One of the best parts to the summit was the new friends I met from all over the world. On a chilly run through the woods, I connected on a run with another yoga teacher, Anna Hultman from Sweden. Over the course of our run she shared the most beautiful practice with me that is habitual in her native Sweden. In Anna's words...
Fika is the habit of two (or sometimes more) friends (or acquaintances) get together over coffee or tea to talk about what’s going on in their lives. A fika is casual and can happen at home as in “why don’t you come over so we can have a fika" or “one of these days, you should come over for a fika”. Or, perhaps more often these days, in a café or a coffee shop. If you have a fika with a casual acquaintance, it’s often to find out if there’s more to this relationship (perhaps you’re going to do a project together - you would very likely start with a fika) and then you would meet outside of home.
A fika always involves catching up; a fika can start light and depending on the circumstances turn into a deep, meaningful talk. A fika may sound superficial (just having coffee together) but it often involves a heart-to-heart talk. A fika is not a place to talk business although you may talk about what makes you happy or not about your job.
In this health conscious world fika could be a smoothie but more often it’s a hot beverage (this is Sweden, after all) and something sweet like a cinnamon bun, a cookie, a slice of pie or possibly something like a sandwich. Fika is only very rarely cooked food and then only taken in a café or coffee shop. Fika can NOT happen in a restaurant.
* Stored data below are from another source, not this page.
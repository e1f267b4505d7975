//! # Knowledge Base Tests
//!
//! Integration tests for loading, searching and saving knowledge documents
//! in a temporary directory tree.

use serde_json::json;
use std::fs;
use std::path::Path;
use stroyhelper::errors::KnowledgeError;
use stroyhelper::knowledge::KnowledgeBase;
use tempfile::TempDir;

fn write_item(base: &Path, category: &str, item_id: &str, content: &str) {
    let dir = base.join(category);
    fs::create_dir_all(&dir).unwrap();
    fs::write(dir.join(format!("{item_id}.json")), content).unwrap();
}

/// Knowledge tree with two categories, an ignored directory and some bad files
fn setup_knowledge_base() -> (TempDir, KnowledgeBase) {
    let dir = TempDir::new().expect("Failed to create temp dir");
    let base = dir.path();

    write_item(
        base,
        "materials",
        "laminate",
        r#"{"title": "Ламинат", "description": "Напольное покрытие", "class": "33"}"#,
    );
    write_item(
        base,
        "materials",
        "paint",
        r#"{"title": "Краска", "description": "Для стен и потолков"}"#,
    );
    write_item(base, "materials", "empty", "   \n");
    write_item(base, "materials", "broken", "{not json");
    write_item(
        base,
        "techniques",
        "leveling",
        r#"{"title": "Выравнивание стен", "tools": ["правило", "уровень"]}"#,
    );
    fs::create_dir_all(base.join("__pycache__")).unwrap();
    fs::write(base.join("materials").join("notes.txt"), "ignored").unwrap();

    let kb = KnowledgeBase::new(base);
    (dir, kb)
}

#[test]
fn test_categories_sorted_and_filtered() {
    let (_dir, kb) = setup_knowledge_base();
    assert_eq!(kb.get_categories(), vec!["materials", "techniques"]);
}

#[test]
fn test_categories_of_missing_base_are_empty() {
    let kb = KnowledgeBase::new("/nonexistent/knowledge/base");
    assert!(kb.get_categories().is_empty());
}

#[test]
fn test_load_category_skips_bad_files() {
    let (_dir, kb) = setup_knowledge_base();

    let items = kb.load_category("materials").unwrap();
    let ids: Vec<&String> = items.keys().collect();
    assert_eq!(ids, vec!["laminate", "paint"]);
    assert_eq!(items["laminate"]["title"], "Ламинат");
}

#[test]
fn test_load_missing_category_is_an_error() {
    let (_dir, kb) = setup_knowledge_base();
    assert!(matches!(
        kb.load_category("plumbing"),
        Err(KnowledgeError::CategoryNotFound(_))
    ));
}

#[test]
fn test_get_item() {
    let (_dir, kb) = setup_knowledge_base();

    let item = kb.get_item("materials", "paint").unwrap().unwrap();
    assert_eq!(item["title"], "Краска");

    assert!(kb.get_item("materials", "missing").unwrap().is_none());
    assert!(kb.get_item("materials", "empty").unwrap().is_none());
    assert!(matches!(
        kb.get_item("materials", "broken"),
        Err(KnowledgeError::MalformedJson { .. })
    ));
}

#[test]
fn test_path_traversal_rejected() {
    let (_dir, kb) = setup_knowledge_base();

    assert!(matches!(
        kb.get_item("..", "passwd"),
        Err(KnowledgeError::InvalidName(_))
    ));
    assert!(matches!(
        kb.add_item("materials", "../escape", &json!({"title": "x"})),
        Err(KnowledgeError::InvalidName(_))
    ));
}

#[test]
fn test_simple_search_is_case_insensitive() {
    let (_dir, kb) = setup_knowledge_base();

    let hits = kb.search_knowledge("  ЛАМИНАТ ", None);
    assert_eq!(hits.len(), 1);
    assert_eq!(hits[0].category, "materials");
    assert_eq!(hits[0].item_id, "laminate");

    let tagged = hits[0].tagged_document();
    assert_eq!(tagged["_category"], "materials");
    assert_eq!(tagged["_id"], "laminate");
}

#[test]
fn test_simple_search_matches_nested_values() {
    let (_dir, kb) = setup_knowledge_base();

    let hits = kb.search_knowledge("уровень", None);
    assert_eq!(hits.len(), 1);
    assert_eq!(hits[0].item_id, "leveling");
}

#[test]
fn test_search_category_filter() {
    let (_dir, kb) = setup_knowledge_base();

    let techniques = vec!["techniques".to_string()];
    assert!(kb.search_knowledge("стен", Some(&techniques)).len() == 1);

    // Unknown categories are skipped rather than failing the search
    let unknown = vec!["plumbing".to_string()];
    assert!(kb.search_knowledge("стен", Some(&unknown)).is_empty());
}

#[test]
fn test_empty_query_returns_nothing() {
    let (_dir, kb) = setup_knowledge_base();
    assert!(kb.search_knowledge("   ", None).is_empty());
}

#[test]
fn test_search_by_field_exact_match() {
    let (_dir, kb) = setup_knowledge_base();

    let hits = kb.search_by_field("class", "33", None);
    assert_eq!(hits.len(), 1);
    assert_eq!(hits[0].item_id, "laminate");

    assert!(kb.search_by_field("class", "3", None).is_empty());
    assert_eq!(kb.search_by_field("title", "краска", None).len(), 1);
}

#[test]
fn test_regex_search() {
    let (_dir, kb) = setup_knowledge_base();

    let hits = kb.regex_search("крас(ка|ить)", None);
    assert_eq!(hits.len(), 1);
    assert_eq!(hits[0].item_id, "paint");

    // An invalid pattern yields no results
    assert!(kb.regex_search("(unclosed", None).is_empty());
}

#[test]
fn test_add_item_creates_category() {
    let (dir, kb) = setup_knowledge_base();

    kb.add_item("tools", "level", &json!({"title": "Уровень"}))
        .unwrap();

    assert!(dir.path().join("tools").join("level.json").is_file());
    assert!(kb.get_categories().contains(&"tools".to_string()));
    let item = kb.get_item("tools", "level").unwrap().unwrap();
    assert_eq!(item["title"], "Уровень");
}

#[test]
fn test_add_empty_item_refused() {
    let (_dir, kb) = setup_knowledge_base();
    assert!(matches!(
        kb.add_item("tools", "nothing", &json!({})),
        Err(KnowledgeError::EmptyDocument(_))
    ));
}

#[test]
fn test_bundled_knowledge_base_loads() {
    let kb = KnowledgeBase::new(Path::new(env!("CARGO_MANIFEST_DIR")).join("knowledge_base/data"));

    let categories = kb.get_categories();
    assert!(categories.contains(&"materials".to_string()));
    for category in &categories {
        assert!(!kb.load_category(category).unwrap().is_empty());
    }
    assert!(!kb.search_knowledge("ламинат", None).is_empty());
}

#[test]
fn test_search_across_key_and_value() {
    let (_dir, kb) = setup_knowledge_base();

    let hits = kb.search_knowledge(r#""class": "33""#, None);
    assert_eq!(hits.len(), 1);
    assert_eq!(hits[0].item_id, "laminate");

    assert_eq!(kb.regex_search(r#""class": "3\d""#, None).len(), 1);
    // Compact separators are not how documents are matched
    assert!(kb.search_knowledge(r#""class":"33""#, None).is_empty());
}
In Sweden, I have fika with friends or my mom several times a week so it can be quick, 20-30 minutes - or the ultimate luxury longer than that. Sometimes we bring the kids so they can play while we catch up.
Often, fika is also associated with other activities like “let’s go to yoga and then we can go for a fika afterwards”.
Also interesting to know may be that a “fika break" is a “workers right” in Sweden. Many blue collar jobs (and although not enforced by law to the same extent, also white collar jobs) have “morning fika” and “afternoon fika,” a time where colleagues (and often the boss) gather for 10-15 minutes to talk about what’s going on, rejuvenating, clearing their heads and bonding among colleagues over coffee and sweets. Often, someone has brought a homemade cake or cookies for all to share. If someone has their birthday , people will sing, there will be cake etc. The thinking here is that people will be more efficient if they:
- Get a break to clear their heads, to think in new ways
- Know their colleagues - both professionally and personally - better
- Get an informal opportunity to share knowledge across departments and projects
I left our run feeling uplifted by Anna's warm, contagious energy and for her willingness to share this beautiful practice with me. I reached out to her later and and asked if she could share with me her practice. Connect, share, give. Nothing better!
I am originally from Sweden but Has had the blessing of living in France, Spain, the US (Miami and NY) and right now I am in Singapore with my family (husband and two kids). I teach yoga full time and is fortunate enough to travel the world doing it. My favourite way to relax and kick back is a fika (mine is always a green tea - or a decaf oat milk cappuccino) with close friends, catching up, sharing both the most superficial as well as the most intimate details of our busy lives.